Antes de la declarada insanía mental y después, Hölderlin mantuvo una continuada tarea de cavilaciones y creación, convencido de que “nada es más difícil de aprender que el libre uso de lo nacional”. Esto es comprender y expresar la propia cultura y su lengua frente lo ajeno, que para él fueron los griegos, vistos como término de comparación y relación interpretativa, concepción que animó sus traducciones. Lejos de una trasposición de equivalencias semánticas se trataba de encarar el problema filosófico al punto de producir unas traducciones tan extrañas que fácilmente se explicaron por la locura.
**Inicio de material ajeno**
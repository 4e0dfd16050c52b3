use std::io::Write;

use loadnode_config::{Config, load_file, load_toml};
use rstest::rstest;

#[test]
fn empty_document_yields_firmware_defaults() {
    let cfg = load_toml("").expect("parse TOML");
    assert_eq!(cfg, Config::default());
    assert_eq!(cfg.filter.window, 10);
    assert!((cfg.filter.alpha - 0.94).abs() < 1e-6);
    assert!((cfg.filter.deadband - 0.1).abs() < 1e-6);
    assert_eq!(cfg.node.cadence_ms, 12);
    assert_eq!(cfg.node.namespace, "HX711");
    assert_eq!(cfg.timeouts.sensor_ms, 500);
    assert!(cfg.pins.is_none());
    cfg.validate().expect("defaults are valid");
}

#[test]
fn full_document_parses() {
    let toml = r#"
[filter]
window = 5
alpha = 0.5
outlier_threshold = 0.2
deadband = 0.05

[node]
cadence_ms = 20
namespace = "BENCH"

[timeouts]
sample_ms = 250

[calibration]
min_factor = 1e-6

[storage]
path = "/var/lib/loadnode/store.toml"

[pins]
hx711_dt = 5
hx711_sck = 6

[serial]
baud = 57600

[sim]
base_load = 3.0
noise = 0.0

[logging]
level = "debug"
rotation = "daily"
"#;
    let cfg = load_toml(toml).expect("parse TOML");
    assert_eq!(cfg.filter.window, 5);
    assert_eq!(cfg.node.namespace, "BENCH");
    // alias
    assert_eq!(cfg.timeouts.sensor_ms, 250);
    let pins = cfg.pins.as_ref().expect("pins present");
    assert_eq!(pins.gain_pulses, 1);
    assert_eq!(pins.samples_per_read, 2);
    assert_eq!(pins.tare_samples, 10);
    assert_eq!(cfg.serial.baud, 57_600);
    cfg.validate().expect("valid config should pass");
}

#[rstest]
#[case("[filter]\nwindow = 0", "filter.window must be >= 1")]
#[case("[filter]\nalpha = 0.0", "filter.alpha must be in (0.0, 1.0]")]
#[case("[filter]\nalpha = 1.5", "filter.alpha must be in (0.0, 1.0]")]
#[case("[filter]\ndeadband = -0.1", "filter.deadband must be finite and >= 0")]
#[case("[filter]\noutlier_threshold = -1.0", "filter.outlier_threshold")]
#[case("[node]\ncadence_ms = 60001", "node.cadence_ms is unreasonably large")]
#[case("[node]\nnamespace = \"  \"", "node.namespace must not be empty")]
#[case("[timeouts]\nsensor_ms = 0", "timeouts.sensor_ms must be >= 1")]
#[case("[calibration]\nmin_factor = 0.0", "calibration.min_factor")]
#[case("[storage]\npath = \"\"", "storage.path must not be empty")]
#[case("[pins]\nhx711_dt = 5\nhx711_sck = 5", "must differ")]
#[case("[pins]\nhx711_dt = 5\nhx711_sck = 6\ngain_pulses = 4", "gain_pulses")]
#[case("[serial]\nbaud = 0", "serial.baud must be > 0")]
#[case("[sim]\ncounts_per_unit = 0.0", "sim.counts_per_unit")]
#[case("[logging]\nrotation = \"weekly\"", "logging.rotation must be one of")]
fn rejects_invalid_values(#[case] toml: &str, #[case] needle: &str) {
    let cfg = load_toml(toml).expect("parse TOML");
    let err = cfg.validate().expect_err("should reject");
    assert!(
        format!("{err}").contains(needle),
        "error '{err}' should mention '{needle}'"
    );
}

#[test]
fn missing_file_yields_defaults() {
    let dir = tempfile::tempdir().unwrap();
    let cfg = load_file(&dir.path().join("absent.toml")).expect("defaults");
    assert_eq!(cfg, Config::default());
}

#[test]
fn malformed_file_is_an_error() {
    let mut f = tempfile::NamedTempFile::new().unwrap();
    writeln!(f, "[filter\nwindow = ").unwrap();
    let err = load_file(f.path()).expect_err("should fail to parse");
    assert!(format!("{err}").contains("parse config"));
}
Sin embargo para Agamben, lejos de eso es “una entrega tan extrema a la propia tarea que no duda en sacrificar la excelencia de la forma artística en favor de una manera poética ruinosa y deshecha, en los límites de lo incomprensible” por buscar, “precisamente aquello que en la lengua es incomunicable”, vinculado a lo que Benjamin distinguiría entre una traducción que aspire a la mera reproducción del sentido de otra en la que, dice Benjamin, “el sentido es apenas rozado por la lengua como lo es el arpa eólica por el viento”. En definitiva una traducción en clave poética.

La tensión propio/ ajeno también lo llevó a indagar acerca de la tragedia contraponiendo la modalidad griega a la alemana en el contexto en que Schiller jerarquizaba la comedia y Hölderlin vindicaba lo cómico por el valor “infinitamente significante” que adquiere la supuestamente fútil vida habitual. Además, ante el paradigma hegeliano del héroe trágico como culpable-inocente, Hölderlin constituye el intento “de salir de la dialéctica de lo trágico y de su falsa reconciliación de los extremos.”

El encadenamiento discursivo y sin otras subdivisiones que los saltos de párrafo en el “Prólogo” (con referencias a escritos de Hölderlin y otros autores en estos debates teóricos, junto con algunas informaciones sobre episodios de la vida del poeta) viran notoriamente al iniciarse la “Crónica” en su visible apariencia fragmentaria, a la vez secuenciada y escandida -lo que también trastoca el ritmo del texto- año por año desde 1806 hasta 1809 ya que Agamben considera que hasta ahí la contraposición entre hechos y vida de Hölderlin quedaba “suficientemente ejemplificada”. Con abundancia de fechas se consignan informaciones sobre sucesos históricos o artísticos (campañas napoleónicas, citas de cartas de Goethe, por ejemplo) en las páginas pares y en bastardillas, mientras que en las impares, también datadas, todo concierne a Hölderlin: registros médicos, costos de mantención, situación familiar y actividades del poeta. Esta doble entrada se unifica desde 1810 a 1843 focalizada en la obra literaria (con varias citas) y en abundantes cartas incluidas las del poeta, para desembocar en un “Epílogo”, que retoma las cuestiones expuestas en el “Prólogo” pero ahora, con el espesor de lo que lo antecedió, expande y densifica las hipótesis hasta desembocar en el “Epílogo” cuyo desenlace parece encontrar el sentido verdadero –sin banalizar o sublimizar- del tan aludido verso de Hölderlin: “Poéticamente habita el hombre en la tierra”.